Bu defa da bir parça cam için kırılmıştım bir kadının yüzünde, ama bilmiyordu, camı ayna yapan içindeki sırrıdır. Bilmedi. Kalbini gördüm ve anladım, bilmek de istemiyordu.
2: Körler ülkesinde camı kestik kan ile ve kötü şairleri yerdik. Cama yazdık gözümüzün izini ve iyi şairleri övdük. Ölmedik. Dostların arasında yaşamak, ölmekten de güzel. Gözlerimiz vardı, görüyorduk.

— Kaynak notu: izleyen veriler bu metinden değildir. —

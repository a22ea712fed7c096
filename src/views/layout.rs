// ============================================================================
// LAYOUT - sidebar, header and content host around every signed-in page
// ============================================================================

use std::cell::RefCell;
use std::rc::Rc;

use wasm_bindgen::prelude::*;
use web_sys::Element;

use crate::dom::{append_child, clear, on_click, set_text_content, toggle_class, ElementBuilder};
use crate::events::topics::REFRESH_DATA;
use crate::models::Role;
use crate::router::Route;
use crate::state::AppState;
use crate::viewmodels::SessionViewModel;

const ADMIN_NAV: &[(&str, Route)] = &[
    ("Dashboard", Route::Home),
    ("Users", Route::Users),
    ("Brands", Route::Brands),
    ("Locations", Route::Locations),
    ("Looks", Route::Looks),
];

const BRAND_NAV: &[(&str, Route)] = &[("Brand portal", Route::BrandPortal)];

/// Links shown to a role
pub fn nav_items(role: Option<Role>) -> &'static [(&'static str, Route)] {
    match role {
        Some(Role::Brand) => BRAND_NAV,
        _ => ADMIN_NAV,
    }
}

/// Which nav entry a route highlights
fn nav_target(route: &Route) -> Route {
    match route {
        Route::BrandDetail(_) => Route::Brands,
        other => other.clone(),
    }
}

struct ShellInner {
    state: AppState,
    element: Element,
    nav: Element,
    user_label: Element,
    title: Element,
    content: Element,
    route: RefCell<Route>,
}

/// Built once; pages swap in and out of `content()`
#[derive(Clone)]
pub struct Shell {
    inner: Rc<ShellInner>,
}

impl Shell {
    pub fn new(state: &AppState) -> Result<Self, JsValue> {
        let toggle = ElementBuilder::new("button")?
            .class("btn-icon sidebar-toggle")
            .attr("aria-label", "Toggle sidebar")?
            .text("☰")
            .build();
        let nav = ElementBuilder::new("nav")?.class("sidebar-nav").build();
        let user_label = ElementBuilder::new("div")?.class("sidebar-user").build();
        let logout = ElementBuilder::new("button")?.class("btn btn-link").text("Sign out").build();

        let sidebar = ElementBuilder::new("aside")?
            .class("sidebar")
            .child(toggle.clone())?
            .child(nav.clone())?
            .child(
                ElementBuilder::new("div")?
                    .class("sidebar-footer")
                    .child(user_label.clone())?
                    .child(logout.clone())?
                    .build(),
            )?
            .build();

        let title = ElementBuilder::new("h1")?.class("page-title").build();
        let refresh = ElementBuilder::new("button")?.class("btn").text("Refresh").build();
        let header = ElementBuilder::new("header")?
            .class("topbar")
            .child(title.clone())?
            .child(refresh.clone())?
            .build();
        let content = ElementBuilder::new("main")?.class("content").build();

        let element = ElementBuilder::new("div")?
            .class("shell")
            .child(sidebar)?
            .child(
                ElementBuilder::new("div")?
                    .class("shell-main")
                    .child(header)?
                    .child(content.clone())?
                    .build(),
            )?
            .build();
        toggle_class(&element, "collapsed", state.ui.sidebar_collapsed())?;

        let shell = Self {
            inner: Rc::new(ShellInner {
                state: state.clone(),
                element,
                nav,
                user_label,
                title,
                content,
                route: RefCell::new(state.router.route()),
            }),
        };

        {
            let ui = state.ui.clone();
            on_click(&toggle, move |_| ui.toggle_sidebar())?;
        }
        {
            let ui = state.ui.clone();
            let element = shell.inner.element.clone();
            state.ui.subscribe(move || {
                if let Err(e) = toggle_class(&element, "collapsed", ui.sidebar_collapsed()) {
                    log::error!("❌ [SHELL] Sidebar toggle failed: {:?}", e);
                }
            });
        }
        {
            let session = SessionViewModel::new(state.session.clone(), state.router.clone(), state.api.clone());
            on_click(&logout, move |_| session.logout())?;
        }
        {
            let bus = state.bus.clone();
            on_click(&refresh, move |_| bus.publish(REFRESH_DATA, serde_json::Value::Null))?;
        }
        {
            let shell_for_session = shell.clone();
            state.session.subscribe(move || {
                if let Err(e) = shell_for_session.paint_session() {
                    log::error!("❌ [SHELL] Render failed: {:?}", e);
                }
            });
        }

        shell.paint_session()?;
        Ok(shell)
    }

    pub fn element(&self) -> &Element {
        &self.inner.element
    }

    pub fn content(&self) -> &Element {
        &self.inner.content
    }

    /// Update the header title and the highlighted link
    pub fn set_route(&self, route: &Route) -> Result<(), JsValue> {
        *self.inner.route.borrow_mut() = route.clone();
        set_text_content(&self.inner.title, route.title());
        self.paint_nav()
    }

    fn paint_session(&self) -> Result<(), JsValue> {
        let label = self
            .inner
            .state
            .session
            .user()
            .map(|user| user.display_name())
            .unwrap_or_default();
        set_text_content(&self.inner.user_label, &label);
        self.paint_nav()
    }

    fn paint_nav(&self) -> Result<(), JsValue> {
        let nav = &self.inner.nav;
        clear(nav);
        let active = nav_target(&self.inner.route.borrow());

        for (label, route) in nav_items(self.inner.state.session.role()) {
            let path = route.path();
            let link = ElementBuilder::new("a")?
                .class(if *route == active { "nav-link active" } else { "nav-link" })
                .attr("href", &path)?
                .text(label)
                .build();
            let router = self.inner.state.router.clone();
            on_click(&link, move |event| {
                event.prevent_default();
                router.navigate(&path);
            })?;
            append_child(nav, &link)?;
        }
        Ok(())
    }
}
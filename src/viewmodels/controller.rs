// ============================================================================
// CONTROLLERS - drawer (create/update) and confirmation (delete) workflows
// ============================================================================
// A controller listens on its open topic, owns the editing state while the
// overlay is shown, and announces success on the entity's reload topic.
// While a request is in flight further submissions are ignored.
// ============================================================================

use std::cell::RefCell;
use std::rc::{Rc, Weak};

use serde_json::{Map, Value};
use wasm_bindgen_futures::spawn_local;

use crate::events::bus::decode_detail;
use crate::events::topics::is_new_record;
use crate::events::{EventBus, Subscription, TopicSet};
use crate::services::resource_service;
use crate::services::{ApiClient, ApiError, ApiRequest, Endpoints};
use crate::state::Subscribers;
use crate::utils::notify::{notify_error, notify_success};
use crate::viewmodels::resource::{FormState, Resource};

/// Outcome of a finished request, for the caller's toast
#[derive(Debug, Clone, PartialEq, Eq)]
pub enum Settled {
    Saved(String),
    Failed(String),
}

#[derive(Clone)]
pub struct DrawerState<R> {
    pub open: bool,
    /// `None` while creating
    pub record: Option<R>,
    pub form: FormState,
    pub is_processing: bool,
    pub error: Option<String>,
}

impl<R> Default for DrawerState<R> {
    fn default() -> Self {
        Self {
            open: false,
            record: None,
            form: FormState::default(),
            is_processing: false,
            error: None,
        }
    }
}

struct DrawerInner<R> {
    bus: EventBus,
    topics: TopicSet,
    endpoints: Endpoints,
    /// Merged into the form of a new record (e.g. the owning brand id)
    defaults: Map<String, Value>,
    state: RefCell<DrawerState<R>>,
    subscribers: Subscribers,
    subscription: RefCell<Option<Subscription>>,
}

pub struct DrawerController<R> {
    inner: Rc<DrawerInner<R>>,
}

impl<R> Clone for DrawerController<R> {
    fn clone(&self) -> Self {
        Self { inner: self.inner.clone() }
    }
}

3: Bin bir yüzü var bu şehrin, sonsuz sokağı var. Bu aziz şehirde kedilerin her birinin, kendi hikâyesi, karakteri ve ruhu var.
Dünyanın bütün şehirlerinin izi var, her sokağında bir dize, her sokak lambasında bir nota.
Dünyanın bütün şehirlerinin izi var, her sokağında bir dize, her sokak lambasında bir nota.
4: Bir fotoğrafta iki insan gördüm, gülümsedim. Ne kinim vardı, ne de öfkem. Sevindim.
Sonra ağaçların gölgesinde bildik hikâyeyi, bilmem kaçıncı sultanın biricik yenilgisinde, her iktidarın yanılgısını sallanıyordu bir çocuk salıncakta.
Mutluyuz, yazdı kitaba kardeşim oysa şair değildi.
Kitabı başından yazmaya kararlıydı galiba.
Bir bestekâr, bir sokakta hakikatı arıyordu en sonunda.
Bir bestekâr, bir sokakta hakikatı arıyordu en sonunda.